Que es un estandar isotopico pesado?
Version de un peptido o proteina donde atomos normales (C12, N14, H1) son reemplazados por isotopos pesados (C13, N15, H2). Tiene identicas propiedades quimicas pero diferente masa. Usado como internal standard para cuantificacion absoluta.
Cual es la diferencia entre SRM y PRM?
SRM (triple quadrupole) selecciona precursor y fragmentos especificos secuencialmente, midiendo transiciones predefinidas. PRM (high-resolution) fragmenta el precursor y detecta todos los fragmentos simultaneamente con alta resolucion.
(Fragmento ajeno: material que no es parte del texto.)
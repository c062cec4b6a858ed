mod lexer;
#[cfg(test)]
mod lexer_test;

use std::fmt;

use serde::{Deserialize, Serialize};

use crate::variables::search::{search_variable, VariableMatch};

pub use lexer::{split_lines, Cell, Line};

/// Zero-based line and UTF-32 column.
///
/// All positions inside the core count Unicode scalar values; the server
/// converts to UTF-16 only when talking to the client.
#[derive(Debug, Clone, Copy, PartialEq, Eq, Hash, PartialOrd, Ord, Default, Serialize, Deserialize)]
pub struct Position {
    pub line: u32,
    pub character: u32,
}

impl Position {
    pub const fn new(line: u32, character: u32) -> Self {
        Self { line, character }
    }
}

impl fmt::Display for Position {
    fn fmt(&self, f: &mut fmt::Formatter<'_>) -> fmt::Result {
        write!(f, "{}:{}", self.line + 1, self.character + 1)
    }
}

#[derive(Debug, Clone, Copy, PartialEq, Eq, Hash, PartialOrd, Ord, Default, Serialize, Deserialize)]
pub struct Range {
    pub start: Position,
    pub end: Position,
}

impl Range {
    pub const fn new(start: Position, end: Position) -> Self {
        Self { start, end }
    }

    pub const fn zero() -> Self {
        Self {
            start: Position::new(0, 0),
            end: Position::new(0, 0),
        }
    }

    pub fn contains(&self, pos: Position) -> bool {
        self.start <= pos && pos <= self.end
    }

    /// Half-open containment, used when mapping a cursor to a token.
    pub fn contains_exclusive(&self, pos: Position) -> bool {
        self.start <= pos && pos < self.end
    }

    pub fn extend(&self, other: &Range) -> Range {
        Range::new(self.start.min(other.start), self.end.max(other.end))
    }
}

impl fmt::Display for Range {
    fn fmt(&self, f: &mut fmt::Formatter<'_>) -> fmt::Result {
        write!(f, "{}-{}", self.start, self.end)
    }
}

/// Token categories produced by the parser.
#[derive(Debug, Clone, Copy, PartialEq, Eq, Hash, Serialize, Deserialize)]
pub enum TokenType {
    SettingHeader,
    VariableHeader,
    TestCaseHeader,
    TaskHeader,
    KeywordHeader,
    CommentHeader,
    InvalidHeader,

    TestCaseName,
    KeywordName,

    Documentation,
    Metadata,
    SuiteSetup,
    SuiteTeardown,
    TestSetup,
    TestTeardown,
    TestTemplate,
    TestTimeout,
    ForceTags,
    DefaultTags,
    TestTags,
    KeywordTags,
    Library,
    Resource,
    Variables,
    Setup,
    Teardown,
    Template,
    Timeout,
    Tags,
    Arguments,
    ReturnSetting,

    Name,
    Variable,
    Argument,
    Assign,
    Keyword,
    WithName,
    Option,

    For,
    ForSeparator,
    End,
    If,
    InlineIf,
    ElseIf,
    Else,
    Try,
    Except,
    Finally,
    As,
    While,
    Return,
    Continue,
    Break,
    Var,

    Comment,
    Error,
}

impl TokenType {
    /// Token kinds whose value may contain `${...}` references that the
    /// analyzer resolves.
    pub fn can_contain_variables(self) -> bool {
        matches!(
            self,
            TokenType::Name
                | TokenType::Argument
                | TokenType::Keyword
                | TokenType::Assign
                | TokenType::Variable
                | TokenType::Option
                | TokenType::TestCaseName
                | TokenType::KeywordName
        )
    }
}

#[derive(Debug, Clone, PartialEq, Eq, Hash, Serialize, Deserialize)]
pub struct Token {
    pub kind: TokenType,
    pub value: String,
    /// One-based line number.
    pub lineno: u32,
    /// UTF-32 column where the token starts.
    pub col_offset: u32,
    pub end_col_offset: u32,
    pub error: Option<String>,
}

impl Token {
    pub fn new(kind: TokenType, value: impl Into<String>, lineno: u32, col_offset: u32) -> Self {
        let value = value.into();
        let end_col_offset = col_offset + value.chars().count() as u32;
        Self {
            kind,
            value,
            lineno,
            col_offset,
            end_col_offset,
            error: None,
        }
    }

    pub fn with_error(mut self, error: impl Into<String>) -> Self {
        self.error = Some(error.into());
        self
    }

    pub fn range(&self) -> Range {
        let line = self.lineno.saturating_sub(1);
        Range::new(
            Position::new(line, self.col_offset),
            Position::new(line, self.end_col_offset),
        )
    }

    /// Split the token around every variable occurrence.
    ///
    /// Literal fragments keep the token's own kind; each `${...}`, `@{...}`,
    /// `&{...}` or `%{...}` becomes a `Variable` token positioned at the
    /// occurrence. Tokens whose kind never carries variables are returned
    /// unchanged.
    pub fn tokenize_variables(&self) -> Vec<Token> {
        if !self.kind.can_contain_variables() || self.error.is_some() {
            return vec![self.clone()];
        }
        let mut out = Vec::new();
        let chars: Vec<char> = self.value.chars().collect();
        let mut offset = 0usize;
        let mut rest: &[char] = &chars;
        while let Some(found) = search_variable(rest) {
            let VariableMatch { start, end, .. } = found;
            if start > 0 {
                out.push(self.sub_token(self.kind, &rest[..start], offset));
            }
            out.push(self.sub_token(TokenType::Variable, &rest[start..end], offset + start));
            offset += end;
            rest = &rest[end..];
        }
        if out.is_empty() {
            return vec![self.clone()];
        }
        if !rest.is_empty() {
            out.push(self.sub_token(self.kind, rest, offset));
        }
        out
    }

    fn sub_token(&self, kind: TokenType, chars: &[char], offset: usize) -> Token {
        let value: String = chars.iter().collect();
        Token::new(kind, value, self.lineno, self.col_offset + offset as u32)
    }
}

impl fmt::Display for Token {
    fn fmt(&self, f: &mut fmt::Formatter<'_>) -> fmt::Result {
        write!(f, "{:?}({:?})@{}:{}", self.kind, self.value, self.lineno, self.col_offset)
    }
}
PRM es mas especifico pero SRM puede ser mas sensible.
Que es LLOQ?
Lower Limit of Quantification. La concentracion mas baja que puede cuantificarse con precision y exactitud aceptables. Tipicamente definido como S/N > 10, precision <20% CV, exactitud 80-120%. Por debajo es LOD (detection only).
Por que se usa weighted regression en curvas de calibracion?
Porque la variabilidad no es constante a traves del rango de concentracion (heteroscedasticidad). A concentraciones bajas, errores relativos son mayores. Weighting (1/x o 1/x2) da mas peso a puntos bajos, mejorando precision en el lower end de la curva.